> **DIRECTIONS FOR THIS TASK**
Pick out every line of the entries below where "once" occurs, and copy those lines.

(DATA FOR THIS TASK begins)

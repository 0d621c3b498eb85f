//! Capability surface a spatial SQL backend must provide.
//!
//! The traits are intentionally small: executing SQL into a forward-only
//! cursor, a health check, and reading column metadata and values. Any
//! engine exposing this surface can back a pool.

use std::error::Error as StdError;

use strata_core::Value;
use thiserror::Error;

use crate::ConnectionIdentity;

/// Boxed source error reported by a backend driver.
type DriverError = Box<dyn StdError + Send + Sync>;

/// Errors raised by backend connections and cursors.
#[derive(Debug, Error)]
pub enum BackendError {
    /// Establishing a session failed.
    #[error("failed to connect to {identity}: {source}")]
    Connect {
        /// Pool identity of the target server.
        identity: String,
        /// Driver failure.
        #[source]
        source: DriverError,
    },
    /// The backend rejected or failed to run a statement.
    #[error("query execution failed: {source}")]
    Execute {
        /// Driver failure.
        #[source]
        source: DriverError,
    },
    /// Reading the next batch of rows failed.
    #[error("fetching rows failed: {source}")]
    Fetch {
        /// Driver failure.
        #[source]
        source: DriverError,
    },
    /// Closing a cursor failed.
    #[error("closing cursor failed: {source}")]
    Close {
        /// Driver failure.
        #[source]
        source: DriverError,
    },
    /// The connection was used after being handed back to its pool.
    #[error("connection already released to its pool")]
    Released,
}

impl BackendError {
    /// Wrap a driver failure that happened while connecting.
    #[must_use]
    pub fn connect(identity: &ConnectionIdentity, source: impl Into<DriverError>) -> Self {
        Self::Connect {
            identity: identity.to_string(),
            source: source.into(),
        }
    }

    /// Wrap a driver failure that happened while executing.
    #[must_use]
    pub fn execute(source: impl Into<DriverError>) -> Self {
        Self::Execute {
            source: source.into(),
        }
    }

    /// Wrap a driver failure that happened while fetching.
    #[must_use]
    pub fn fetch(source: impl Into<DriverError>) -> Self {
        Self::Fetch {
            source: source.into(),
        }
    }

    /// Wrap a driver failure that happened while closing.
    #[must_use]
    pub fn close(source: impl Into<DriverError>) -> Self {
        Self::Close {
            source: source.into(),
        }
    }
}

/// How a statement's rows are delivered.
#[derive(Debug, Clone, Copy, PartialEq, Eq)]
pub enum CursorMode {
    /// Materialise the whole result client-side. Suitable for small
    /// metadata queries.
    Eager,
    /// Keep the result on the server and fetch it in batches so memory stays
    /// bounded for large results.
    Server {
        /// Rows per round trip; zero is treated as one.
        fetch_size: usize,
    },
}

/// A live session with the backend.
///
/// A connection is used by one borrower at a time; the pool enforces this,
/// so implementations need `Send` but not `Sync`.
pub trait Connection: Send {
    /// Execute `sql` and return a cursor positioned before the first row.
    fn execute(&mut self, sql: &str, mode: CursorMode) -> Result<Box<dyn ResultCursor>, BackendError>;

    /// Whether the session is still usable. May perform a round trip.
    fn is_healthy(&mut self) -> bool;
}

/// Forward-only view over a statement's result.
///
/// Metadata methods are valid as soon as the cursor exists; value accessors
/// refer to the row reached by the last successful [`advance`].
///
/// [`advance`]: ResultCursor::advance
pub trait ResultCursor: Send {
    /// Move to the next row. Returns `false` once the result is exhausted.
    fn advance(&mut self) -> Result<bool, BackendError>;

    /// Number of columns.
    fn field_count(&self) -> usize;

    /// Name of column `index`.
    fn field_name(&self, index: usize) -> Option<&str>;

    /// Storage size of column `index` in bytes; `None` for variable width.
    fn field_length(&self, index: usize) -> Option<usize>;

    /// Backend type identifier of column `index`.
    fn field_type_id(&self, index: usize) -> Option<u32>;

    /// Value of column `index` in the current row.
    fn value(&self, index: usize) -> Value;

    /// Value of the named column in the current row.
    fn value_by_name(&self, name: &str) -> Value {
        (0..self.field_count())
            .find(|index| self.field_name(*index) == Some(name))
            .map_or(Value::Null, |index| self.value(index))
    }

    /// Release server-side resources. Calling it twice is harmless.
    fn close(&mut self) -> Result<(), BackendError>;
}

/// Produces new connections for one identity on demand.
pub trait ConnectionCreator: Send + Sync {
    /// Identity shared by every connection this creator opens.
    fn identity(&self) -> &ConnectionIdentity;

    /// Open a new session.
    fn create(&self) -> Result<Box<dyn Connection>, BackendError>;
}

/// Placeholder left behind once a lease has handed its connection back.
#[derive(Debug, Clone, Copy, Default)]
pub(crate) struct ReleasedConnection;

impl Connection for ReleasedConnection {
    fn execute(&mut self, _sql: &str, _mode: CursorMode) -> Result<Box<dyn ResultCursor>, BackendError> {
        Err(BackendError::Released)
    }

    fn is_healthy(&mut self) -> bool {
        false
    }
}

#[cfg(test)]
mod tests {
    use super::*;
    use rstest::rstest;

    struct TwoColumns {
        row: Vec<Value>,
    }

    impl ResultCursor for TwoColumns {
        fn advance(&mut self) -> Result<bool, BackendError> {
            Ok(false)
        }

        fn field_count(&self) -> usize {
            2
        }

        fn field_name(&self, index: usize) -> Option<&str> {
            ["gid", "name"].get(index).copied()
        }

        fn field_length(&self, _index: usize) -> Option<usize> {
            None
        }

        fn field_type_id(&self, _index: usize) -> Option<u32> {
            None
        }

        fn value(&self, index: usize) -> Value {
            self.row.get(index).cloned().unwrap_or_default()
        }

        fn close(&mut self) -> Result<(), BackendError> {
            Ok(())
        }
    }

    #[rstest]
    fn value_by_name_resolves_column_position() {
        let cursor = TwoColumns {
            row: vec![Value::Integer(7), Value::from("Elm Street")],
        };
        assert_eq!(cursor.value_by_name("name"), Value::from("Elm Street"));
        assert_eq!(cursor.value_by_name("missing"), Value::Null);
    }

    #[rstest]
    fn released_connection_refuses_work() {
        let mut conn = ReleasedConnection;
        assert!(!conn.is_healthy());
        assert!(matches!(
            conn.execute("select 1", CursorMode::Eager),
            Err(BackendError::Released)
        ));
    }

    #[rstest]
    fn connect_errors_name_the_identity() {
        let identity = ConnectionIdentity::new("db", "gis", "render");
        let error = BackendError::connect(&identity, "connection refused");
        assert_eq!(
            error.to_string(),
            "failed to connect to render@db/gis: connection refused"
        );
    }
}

(DATA FOR THIS TASK ends)

> **YOUR SOLUTION**
    /// Move to the next row. Returns `false` once the result is exhausted.
/// Placeholder left behind once a lease has handed its connection back.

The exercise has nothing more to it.